Previous Fairfax journalist owns up to the leftist disease, by David Leser, who now works as a consultant after 37 years in Australian journalism, much of it at Fairfax.
A few weeks before Donald Trump was inaugurated as 45th president of the United States, I played tour guide to my American cousin on her first ever visit to Australia. We’d met only once, 34 years earlier, on her family farm outside Birmingham, Alabama: she, the adorable, gummy-toothed five-year-old; me, the 28-year-old reporter visiting from New Orleans. Not once in the intervening years had we managed to meet, but here she was, an elegant woman, whip-smart and funny, sitting in the passenger seat of my car as I showed her the sights of Sydney. …
Somehow – and I guess this was inevitable given the recent political earthquake in the US – the conversation turned to politics and she said something that made me start.
“Oh God, you didn’t vote for Trump did you?” I asked, half in jest, because at that point in my life I’d never actually met a Trump supporter.
“As a mat-ah-fact aaah deed,” she said in her deep Southern drawl.

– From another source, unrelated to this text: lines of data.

// ============================================================================
// Auth and users
// ============================================================================

#[derive(Deserialize)]
#[serde(rename_all = "camelCase")]
struct RegisterRequest {
    name: String,
    email: String,
    password: String,
}

#[derive(Deserialize)]
#[serde(rename_all = "camelCase")]
struct LoginRequest {
    email: String,
    password: String,
}

#[derive(Deserialize)]
#[serde(rename_all = "camelCase")]
struct PasswordChange {
    current_password: String,
    new_password: String,
}

// Hashing runs on the blocking pool, off the connection tasks.
async fn hash_password(state: &AppState, password: String) -> Result<String, ApiError> {
    let hasher = Arc::clone(&state.hasher);
    let hashed = tokio::task::spawn_blocking(move || hasher.hash(&password))
        .await
        .map_err(|e| ApiError::Internal(format!("password hashing task: {e}")))?;
    Ok(hashed?)
}

async fn verify_password(state: &AppState, password: String, hash: String) -> Result<bool, ApiError> {
    let hasher = Arc::clone(&state.hasher);
    let verified = tokio::task::spawn_blocking(move || hasher.verify(&password, &hash))
        .await
        .map_err(|e| ApiError::Internal(format!("password check task: {e}")))?;
    Ok(verified?)
}

async fn register(state: &AppState, req: &ApiRequest<'_>) -> ApiResult {
    let body: RegisterRequest = parse_body(req.body)?;
    check_password_strength(&body.password)?;
    let password_hash = hash_password(state, body.password).await?;
    let user = state
        .store
        .create_user(NewUser {
            name: body.name,
            email: body.email,
            password_hash,
            role: Role::User,
        })
        .await?;
    tracing::info!(user = %user.id, "user registered");
    Ok((StatusCode::CREATED, session(state, &user)?))
}

async fn login(state: &AppState, req: &ApiRequest<'_>) -> ApiResult {
    let body: LoginRequest = parse_body(req.body)?;
    let user = state
        .store
        .find_user_by_email(&body.email)
        .ok_or(AuthError::InvalidCredentials)?;
    if !verify_password(state, body.password, user.password_hash.clone()).await? {
        return Err(AuthError::InvalidCredentials.into());
    }
    Ok((StatusCode::OK, session(state, &user)?))
}

fn me(state: &AppState, req: &ApiRequest<'_>) -> ApiResult {
    let claims = require_claims(state, req)?;
    let user = current_user(state, &claims)?;
    Ok((StatusCode::OK, json!({ "user": user.to_public() })))
}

It was a glorious sun-kissed morning and we were actually cresting Heartbreak Hill, the two-kilometre stretch of road between Rose Bay and Vaucluse, when she uttered these words, and I had what can best be described as an “amygdala hijack” – a takeover of the brain’s limbic system. Faster, shallower breathing; increased heart rate; dilated pupils; a flood of stress hormones, mainly cortisol – all resulting in general loss of conscious reasoning.
“I can’t f…ing believe it,” I said, raising my voice and pulling over to the kerb. “You mean I’m driving around Sydney with a f…ing Trump supporter, and she happens to be my cousin.”
Her reply was mint-julep-on-the-front-porch composure, spiced with challenge. “Don’t tell me you think that woman would have made a better president of our country?” she said evenly.
“Are you out of your mind?” I screamed. “Donald Trump is a psychopath. He’s a sociopath. He’s a pathological narcissist.”
I can’t quite remember what else was said – a common occurrence, I’m told, among people whose amygdalas have been commandeered (think Mike Tyson chewing off Evander Holyfield’s ear during their 1997 heavyweight title fight) – but I’m sure there were words bandied about like “Mexicans” and “Muslims” and “pussies” and “walls” and “emails” and “barefaced lies”.
“Look, I don’t think I can do this,” I said, reaching across the front seat to open her door.
“Are you throwing me out of your car?” she replied with a look of pained incredulity.
“I don’t know,” I spluttered. “Yes. No. Of course I’m not.”
And then we resumed our journey around the foreshores, me anguished and white-knuckled behind the wheel; she seemingly self-possessed, but probably just as troubled.
“Wow, Cuz,” she said after a few minutes, obviously trying to light some kindling under our frozen silence. “Perhaps we should talk about something else in future.” …
How does this leftist comes to terms with his rotten, hypocritical behavior?
In the days, weeks and months following my conniption in the car I stewed over my reaction. I was ashamed of how I’d responded to my cousin, not because I thought I was wrong about Trump, but because of the way I’d expressed my views. Truth be told, I’d been violent. Violent in my thinking. (This cousin of mine is … what was Hillary’s word? Yes. Deplorable.) Violent in my speaking. (I’m driving around Sydney with a f…ing Trump supporter.) Violent in my actions (nearly ejecting her from my car).
I’d proved myself no better, no less self-righteous, no less dogmatic and contemptuous than those I’d criticised for their so-called narrowness or ignorance. In fact, I’d probably proved myself worse, given my job as a journalist is to seek views from all sides.
And therein lay the rub. I hadn’t even asked my cousin why she’d voted for Trump in the first place. …
I didn’t know because I hadn’t asked.
Well, nice to see one of them admit it and apologize. I’ve been through that scenario several times, like many of us unfortunate enough to mention something political around a virtue signaler whose identity is that they are a superior person because they believe in the PC myths.
Decades of virtue-signalling corrupts character. Living in the PC fantasy world distorts the impulse for truth terribly.
In the days and weeks after our trouble-filled car trip, my cousin and I met regularly for family breakfasts, lunches and dinners. We talked books and films and — with my daughters — music, fashion and dating. We exchanged private intimacies about lost loves. We explored issues relating to faith and reason. We laughed. We cried. We bonded. I grew to love her. …
For months I couldn’t stop thinking about my weaknesses — intellectual arrogance being just one of them — and how at the heart of my response to my cousin was the casus belli for every war, every act of religious intolerance, ethnic hatred, racial discrimination and environmental vandalism that had ever plagued human history: “I’m right. You’re wrong. I know the truth. You don’t.” That’s the hell realm of today’s political discourse: a crescendo of mutual disgust and loathing delivered in a forest of hashtags and 140-character assassinations.
Only for some Mr Leser, only for some.